En la Historia Moderna el rey nunca fue cuestionado y grandes soberanos, como los propios Reyes Católicos, Carlos V, Felipe II, Felipe V, Fernando VI o Carlos III, dirigieron a nuestro país para colocarlo entre los mejores de aquellos siglos. Es en la posterior Historia Contemporánea, tan convulsa en España, donde sí se cuestiona la Monarquía y los aciertos o fallos de los monarcas pasan a ser claves para la solidez de nuestro país. Pongamos tres ejemplos.
Fernando VII es, con mucha diferencia, el peor monarca español. Vendido secretamente a Napoleón en 1808, a su regreso en 1814 encontró un país arrasado por la Guerra de la Independencia, pero victorioso, unido y ansioso de ser guiado por su rey por la senda de la modernización y las reformas, que incluía aceptar la Constitución de 1812. El «rey felón» traicionó a todos y logró dividir al pueblo, despeñándolo por el precipicio de los enfrentamientos cainitas y el atraso cultural y económico.
Muy distinta fue la actitud de su nieto, Alfonso XII. En 1874, tomó un país que nadaba en el caos, tras experimentar todo tipo de regímenes, incluida una primera república de chiste que duró once meses, y le dio firmeza, concordia y progreso. A ello no fue ajena la labor del mejor político de la centuria decimonónica, Antonio Cánovas del Castillo, artífice del éxito de ese período, quebrado por el Desastre del 98 que ni el rey, muerto prematuramente por tuberculosis, ni el primer ministro, asesinado por un anarquista, contemplaron.

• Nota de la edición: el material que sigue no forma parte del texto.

//! Human-readable dumps of a decoded form.
//!
//! The `inspect` format mirrors what a REPL inspector prints for a nested
//! object: strings in single quotes (double quotes or backticks when the
//! text itself holds a single quote), bare keys where they are identifiers,
//! `[Object]` / `[Array]` once the depth limit is reached, and line breaks
//! only when a container does not fit on one line.

use std::fmt::Write as _;

use serde::Deserialize;

use crate::form::{ParsedForm, UploadedFile};

/// Containers whose one-line form is wider than this are broken up.
const BREAK_WIDTH: usize = 72;

/// Output style for [`render`].
#[derive(Clone, Copy, Debug, Default, Eq, PartialEq, Deserialize, clap::ValueEnum)]
#[serde(rename_all = "lowercase")]
pub enum RenderFormat {
    /// Depth-limited, wrapped like a REPL inspector.
    #[default]
    Inspect,
    /// Depth-limited, always one line.
    Compact,
    /// Pretty-printed JSON, never truncated.
    Json,
}

#[derive(Clone, Copy, Debug, Eq, PartialEq)]
pub struct RenderOptions {
    pub format: RenderFormat,
    /// Nesting level past which containers are elided. The outer
    /// `{ fields, files }` object is level 0.
    pub depth: usize,
}

impl Default for RenderOptions {
    fn default() -> Self {
        Self { format: RenderFormat::Inspect, depth: 3 }
    }
}

/// Renders `{ fields, files }` for `form`.
pub fn render(form: &ParsedForm, options: &RenderOptions) -> String {
    match options.format {
        RenderFormat::Json => serde_json::to_string_pretty(form)
            .unwrap_or_else(|e| format!("<form not representable as JSON: {e}>")),
        RenderFormat::Inspect => Node::from(form).inspect(0, options.depth, true),
        RenderFormat::Compact => Node::from(form).inspect(0, options.depth, false),
    }
}

// ── Intermediate tree ─────────────────────────────────────────────────────────

enum Node {
    Str(String),
    Num(u64),
    Null,
    List(Vec<Node>),
    Map(Vec<(String, Node)>),
}

impl From<&ParsedForm> for Node {
    fn from(form: &ParsedForm) -> Self {
        let fields = form.fields.iter()
            .map(|(name, values)| {
                (name.clone(), Node::List(values.iter().cloned().map(Node::Str).collect()))
            })
            .collect();
        let files = form.files.iter()
            .map(|(name, files)| (name.clone(), Node::List(files.iter().map(Node::from).collect())))
            .collect();

        Node::Map(vec![
            ("fields".to_owned(), Node::Map(fields)),
            ("files".to_owned(), Node::Map(files)),
        ])
    }
}

impl From<&UploadedFile> for Node {
    fn from(file: &UploadedFile) -> Self {
        let headers = file.headers.iter()
            .map(|(k, v)| (k.clone(), Node::Str(v.clone())))
            .collect();

        Node::Map(vec![
            ("field_name".to_owned(), Node::Str(file.field_name.clone())),
            ("original_filename".to_owned(), Node::Str(file.original_filename.clone())),
            ("path".to_owned(), Node::Str(file.path.display().to_string())),
            ("size".to_owned(), Node::Num(file.size)),
            ("content_type".to_owned(), file.content_type.clone().map_or(Node::Null, Node::Str)),
            ("headers".to_owned(), Node::Map(headers)),
        ])
    }
}

impl Node {
    fn inspect(&self, level: usize, depth: usize, wrap: bool) -> String {
        match self {
            Node::Str(s) => quote(s),
            Node::Num(n) => n.to_string(),
            Node::Null => "null".to_owned(),
            Node::List(items) if items.is_empty() => "[]".to_owned(),
            Node::Map(entries) if entries.is_empty() => "{}".to_owned(),
            Node::List(_) if level > depth => "[Array]".to_owned(),
            Node::Map(_) if level > depth => "[Object]".to_owned(),
            Node::List(items) => {
                let parts = items.iter()
                    .map(|n| n.inspect(level + 1, depth, wrap))
                    .collect();
                group('[', ']', parts, level, wrap)
            }
            Node::Map(entries) => {
                let parts = entries.iter()
                    .map(|(k, n)| format!("{}: {}", key(k), n.inspect(level + 1, depth, wrap)))
                    .collect();
                group('{', '}', parts, level, wrap)
            }
        }
    }
}

/// Joins rendered children on one line if they fit, otherwise one per line.
fn group(open: char, close: char, parts: Vec<String>, level: usize, wrap: bool) -> String {
    let single = format!("{open} {} {close}", parts.join(", "));
    let fits = single.chars().count() + level * 2 <= BREAK_WIDTH && !single.contains('\n');
    if !wrap || fits {
        return single;
    }

    let mut out = String::new();
    out.push(open);
    for (i, part) in parts.iter().enumerate() {
        out.push_str("\n  ");
        out.push_str(&part.replace('\n', "\n  "));
        if i + 1 < parts.len() {
            out.push(',');
        }
    }
    out.push('\n');
    out.push(close);
    out
}

fn key(k: &str) -> String {
    let mut chars = k.chars();
    let is_ident = chars.next().is_some_and(|c| c.is_ascii_alphabetic() || c == '_' || c == '$')
        && chars.all(|c| c.is_ascii_alphanumeric() || c == '_' || c == '$');
    if is_ident { k.to_owned() } else { quote(k) }
}

/// Picks the first delimiter the text does not contain, falling back to an
/// escaped single quote.
fn quote(s: &str) -> String {
    let delim = if !s.contains('\'') {
        '\''
    } else if !s.contains('"') {
        '"'
    } else if !s.contains('`') && !s.contains("${") {
        '`'
    } else {
        '\''
    };

    let mut out = String::with_capacity(s.len() + 2);
    out.push(delim);
    for c in s.chars() {
        match c {
            c if c == delim => {
                out.push('\\');
                out.push(c);
            }
            '\\' => out.push_str("\\\\"),
            '\n' => out.push_str("\\n"),
            '\r' => out.push_str("\\r"),
            '\t' => out.push_str("\\t"),
            '\u{8}' => out.push_str("\\b"),
            '\u{c}' => out.push_str("\\f"),
            c if c.is_control() => { let _ = write!(out, "\\x{:02X}", c as u32); }
            c => out.push(c),
        }
    }
    out.push(delim);
    out
}

#[cfg(test)]
mod tests {
    use super::*;

    fn form(fields: &[(&str, &str)]) -> ParsedForm {
        let mut form = ParsedForm::default();
        for (name, value) in fields {
            form.fields.entry(name.to_string()).or_default().push(value.to_string());
        }
        form
    }

    fn upload(size: u64) -> UploadedFile {
        UploadedFile {
            field_name: "doc".into(),
            original_filename: "report.pdf".into(),
            path: "/tmp/formecho-abc.pdf".into(),
            size,
            content_type: Some("application/pdf".into()),
            headers: [("content-type".to_owned(), "application/pdf".to_owned())].into(),
            temp: None,
        }
    }

    #[test]
    fn empty_form_renders_two_empty_maps() {
        let out = render(&ParsedForm::default(), &RenderOptions::default());
        assert_eq!(out, "{ fields: {}, files: {} }");
    }

    #[test]
    fn short_forms_stay_on_one_line() {
        let out = render(&form(&[("a", "1"), ("b", "2")]), &RenderOptions::default());
        assert_eq!(out, "{ fields: { a: [ '1' ], b: [ '2' ] }, files: {} }");
    }

    #[test]
    fn long_forms_break_with_indentation() {
        let long = "x".repeat(70);
        let out = render(&form(&[("comment", long.as_str())]), &RenderOptions::default());
        let expected = format!("{{\n  fields: {{\n    comment: [\n      '{long}'\n    ]\n  }},\n  files: {{}}\n}}");
        assert_eq!(out, expected);
    }

    #[test]
    fn compact_never_breaks() {
        let long = "x".repeat(200);
        let opts = RenderOptions { format: RenderFormat::Compact, ..RenderOptions::default() };
        let out = render(&form(&[("comment", long.as_str())]), &opts);
        assert!(!out.contains('\n'));
    }

    #[test]
    fn file_metadata_is_rendered_and_nested_headers_are_elided() {
        let mut f = ParsedForm::default();
        f.files.insert("doc".into(), vec![upload(1234)]);
        let out = render(&f, &RenderOptions::default());

        assert!(out.contains("original_filename: 'report.pdf'"));
        assert!(out.contains("size: 1234"));
        assert!(out.contains("content_type: 'application/pdf'"));
        assert!(out.contains("headers: [Object]"));
        assert!(out.contains("fields: {}"));
    }

    #[test]
    fn deeper_limit_shows_headers() {
        let mut f = ParsedForm::default();
        f.files.insert("doc".into(), vec![upload(1)]);
        let opts = RenderOptions { depth: 4, ..RenderOptions::default() };
        let out = render(&f, &opts);
        assert!(out.contains("'content-type': 'application/pdf'"));
    }

    #[test]
    fn zero_depth_elides_everything_below_the_root() {
        let opts = RenderOptions { depth: 0, ..RenderOptions::default() };
        let out = render(&form(&[("a", "1")]), &opts);
        assert_eq!(out, "{ fields: [Object], files: {} }");
    }

    #[test]
    fn strings_are_escaped() {
        let out = render(&form(&[("q", "a\tb \\ c\u{1b}")]), &RenderOptions::default());
        assert!(out.contains(r"'a\tb \\ c\x1B'"), "{out}");
    }

    #[test]
    fn quote_style_follows_the_content() {
        assert_eq!(quote("plain"), "'plain'");
        assert_eq!(quote("it's\nfine"), r#""it's\nfine""#);
        assert_eq!(quote(r#"it's "quoted""#), r#"`it's "quoted"`"#);
        assert_eq!(quote(r#"it's "all" `three`"#), r#"'it\'s "all" `three`'"#);
        assert_eq!(quote("it's \"${x}\""), r#"'it\'s "${x}"'"#);
    }

    #[test]
    fn width_counts_characters_not_bytes() {
        let accented = "é".repeat(60);
        let out = render(&form(&[("comment", accented.as_str())]), &RenderOptions::default());
        assert!(out.contains(&format!("[ '{accented}' ]")), "{out}");
    }

    #[test]
    fn json_format_is_parseable() {
        let opts = RenderOptions { format: RenderFormat::Json, ..RenderOptions::default() };
        let out = render(&form(&[("name", "Ada")]), &opts);
        let value: serde_json::Value = serde_json::from_str(&out).unwrap();
        assert_eq!(value["fields"]["name"][0], "Ada");
        assert!(value["files"].as_object().unwrap().is_empty());
    }

    #[test]
    fn rendering_is_deterministic() {
        let f = form(&[("a", "1"), ("a", "2"), ("b", "3")]);
        assert_eq!(render(&f, &RenderOptions::default()), render(&f, &RenderOptions::default()));
    }
}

Es el mismo caso de Juan Carlos I, hoy tan vilipendiado. Sin él, sin su determinación y dedicación, la transición del régimen autoritario de Franco a nuestra democracia, no habría tenido lugar con el éxito con el que ha pasado a la historia, abriendo la puerta al período de más paz y prosperidad de la nuestra. También en esa hora brillaron grandes nombres junto al rey, desde Suárez a Carrillo, desde Felipe González a Torcuato Fernández Miranda, desde Marcelino Camacho al cardenal Tarancón, que supieron interpretar la voluntad del pueblo español de construir su futuro, no desde el olvido, pero sí desde la reconciliación y aprendiendo de los errores del pasado. Por eso, cuando las luces de don Juan Carlos han dado paso a sombras, no debemos olvidar la importancia decisiva de las primeras. Más aún cuando quienes principalmente lo linchan desde tribunas políticas, prensa y redes sociales, buscan cobrarse una pieza mayor, la Monarquía. Quienes desprecian a Juan Carlos I y despectivamente hablan del «régimen del 78», aspiran a traernos un nuevo régimen político cimentado en el revanchismo y el sectarismo, a diferencia del actual, como se desprende de sus declaraciones y actuaciones.
Sumando aciertos y errores, la Monarquía continúa siendo un factor de estabilidad y una garantía de pluralidad en España, como no lo es la República. No lo fue la del 14 de abril de 1931 y no lo sería una hipotética tercera, habida cuenta de quienes la proponen. Nos estamos jugando nuestra convivencia como nación y, en buena parte, dependerá de que el rey Felipe VI no se quede solo.